Back in 2004 I corresponded for a time (the old fashioned way by letter) with a man who spent time in Bardoc as a child and he was in the process of writing his memoirs

Frank Kilpatrick from Bassendean.  He wrote:-

“Greetings, my daughter, who has access to the internet , tells me from your web site that you have an interest in Bardoc and particularly the Bardoc Cemetery.  Glad to find someone else who knows where the town was. The following is an excerpt from my memoirs which I hope you will like.

Sarah A Williamson Bardoc

Sarah A Williamson Bardoc

“Just exactly who was Sarah A Williamson, nee Handley? Why did she leave her cool green Tasmania to die in the Western Australian Goldfields in 1908? Does anyone know or care that her bones lie mouldering underneath the rich red Bardoc loam, surrounded by sombre desolate grey scrub, silent but for a lonely breeze sighing through the casuarina boughs?”

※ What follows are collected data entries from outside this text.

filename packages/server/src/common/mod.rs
// Common utilities shared across the application

pub mod utils;
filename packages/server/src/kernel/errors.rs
use thiserror::Error;

/// Errors from the persistent stores (extract jobs, request history)
#[derive(Error, Debug)]
pub enum StoreError {
    #[error("Database error: {0}")]
    Database(#[from] sqlx::Error),

    #[error("Store unavailable: {0}")]
    Unavailable(String),
}

/// Errors from outbound mail delivery
#[derive(Error, Debug)]
pub enum MailError {
    #[error("Invalid mail relay address: {0}")]
    Relay(String),

    #[error("Invalid address {address}: {source}")]
    Address {
        address: String,
        #[source]
        source: lettre::address::AddressError,
    },

    #[error("Could not build message: {0}")]
    Message(#[from] lettre::error::Error),

    #[error("SMTP delivery failed: {0}")]
    Transport(#[from] lettre::transport::smtp::Error),

    #[error("Mail rejected: {0}")]
    Rejected(String),
}
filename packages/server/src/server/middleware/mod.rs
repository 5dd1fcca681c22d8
// HTTP middleware
pub mod jwt_auth;

pub use jwt_auth::*;
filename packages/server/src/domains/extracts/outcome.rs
use geoprocessing::{GpError, JobStatus};
use thiserror::Error;

/// Result of submitting a job to the geoprocessing service
#[derive(Debug, Clone, PartialEq, Eq)]
pub enum SubmitOutcome {
    Accepted { job_id: String },
    /// The service answered with anything other than a submitted job
    Rejected { status: Option<String> },
}

/// Why a poll could not produce a status. Never terminal.
#[derive(Debug, Error)]
pub enum PollError {
    #[error("status request timed out: {0}")]
    Timeout(#[source] GpError),

    #[error("status request failed: {0}")]
    Status(#[source] GpError),

    #[error("result url request failed: {0}")]
    ResultUrl(#[source] GpError),
}

/// Classified poll result for one job
#[derive(Debug)]
pub enum JobOutcome {
    Pending,
    Succeeded { result_url: String },
    Failed,
    TimedOut,
    Cancelled,
    Deleted,
    PollError(PollError),
}

impl JobOutcome {
    pub fn is_terminal(&self) -> bool {
        !matches!(self, JobOutcome::Pending | JobOutcome::PollError(_))
    }

    pub fn label(&self) -> &'static str {
        match self {
            JobOutcome::Pending => "pending",
            JobOutcome::Succeeded { .. } => "succeeded",
            JobOutcome::Failed => "failed",
            JobOutcome::TimedOut => "timed_out",
            JobOutcome::Cancelled => "cancelled",
            JobOutcome::Deleted => "deleted",
            JobOutcome::PollError(_) => "poll_error",
        }
    }
}

/// What a reported status means for the job, before any result lookup.
#[derive(Debug, Clone, Copy, PartialEq, Eq)]
pub enum StatusClass {
    NonTerminal,
    /// Terminal, but the download link still has to be fetched
    Succeeded,
    Failed,
    TimedOut,
    Cancelled,
    Deleted,
}

pub fn classify_status(status: Option<&JobStatus>) -> StatusClass {
    match status {
        Some(JobStatus::Succeeded) => StatusClass::Succeeded,
        Some(JobStatus::Failed) => StatusClass::Failed,
        Some(JobStatus::TimedOut) => StatusClass::TimedOut,
        Some(JobStatus::Cancelled) => StatusClass::Cancelled,
        Some(JobStatus::Deleted) => StatusClass::Deleted,
        Some(
            JobStatus::New
            | JobStatus::Submitted
            | JobStatus::Waiting
            | JobStatus::Executing
            | JobStatus::Cancelling
            | JobStatus::Deleting
            | JobStatus::Unknown(_),
        )
        | None => StatusClass::NonTerminal,
    }
}

impl From<GpError> for PollError {
    fn from(err: GpError) -> Self {
        if err.is_timeout() {
            PollError::Timeout(err)
        } else {
            PollError::Status(err)
        }
    }
}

So here you see that we are thinking alike a bit. All of these gone and forgotten folk had stories and they should be told. Is there someone out there who knows Sarah’s story do you think?

Bardoc holds a special place in my heart. I lived there as a child from 1935 to 1938 when it was a very different place; a bustling prospecting area and a busy rail siding. It was a place of great adventure to me, and since I retired, I have had the chance to return there several times to try to briefly soak up some of the atmosphere. One can’t return to the past of course, but I have a ‘fruit salad’ of vivid Bardoc memories of wide spaces, adventure, odd characters, sadness, hardship, gold, family life and the beauty and frightening loneliness of the bush and the wonderful perfumes of the wildflowers.  I am now a 74 year old relic and I vegetate in the sole less suburbs of Perth with an interest (though not a great talent for) writing.  Yours with kind regards

Frank Kirkpatrick Oct 14th 2004”

Frank and I have lost contact now but I have found out some information on ‘Sarah Williamson’ on his behalf which I hope will tell her story just a little:-

Sarah Annie Williamson died on the 21st September 1908 at Bardoc (on Crown Land), she was 55 years old and died from cancer of the uterus. She was the daughter of George Handley, a sea captain and Jane Brownell. She was born in Hobart Tasmania on the 1st Oct 1852 and she married in Beaconsfield Tasmania in 1875 at the age of 22yrs to William Williamson. She was to travel to Western Australia in 1898 with her husband and remained there till her death ten years later in 1908. Sarah and William had no children.

Bardoc Hotel

Taken in 1897.
Left: M. [Maggie] Steedman, afterwards Mrs George Jessop
Centre: W. [William] Steedman
Right: Sarah Hurley, afterwards Mrs Roly Cridland”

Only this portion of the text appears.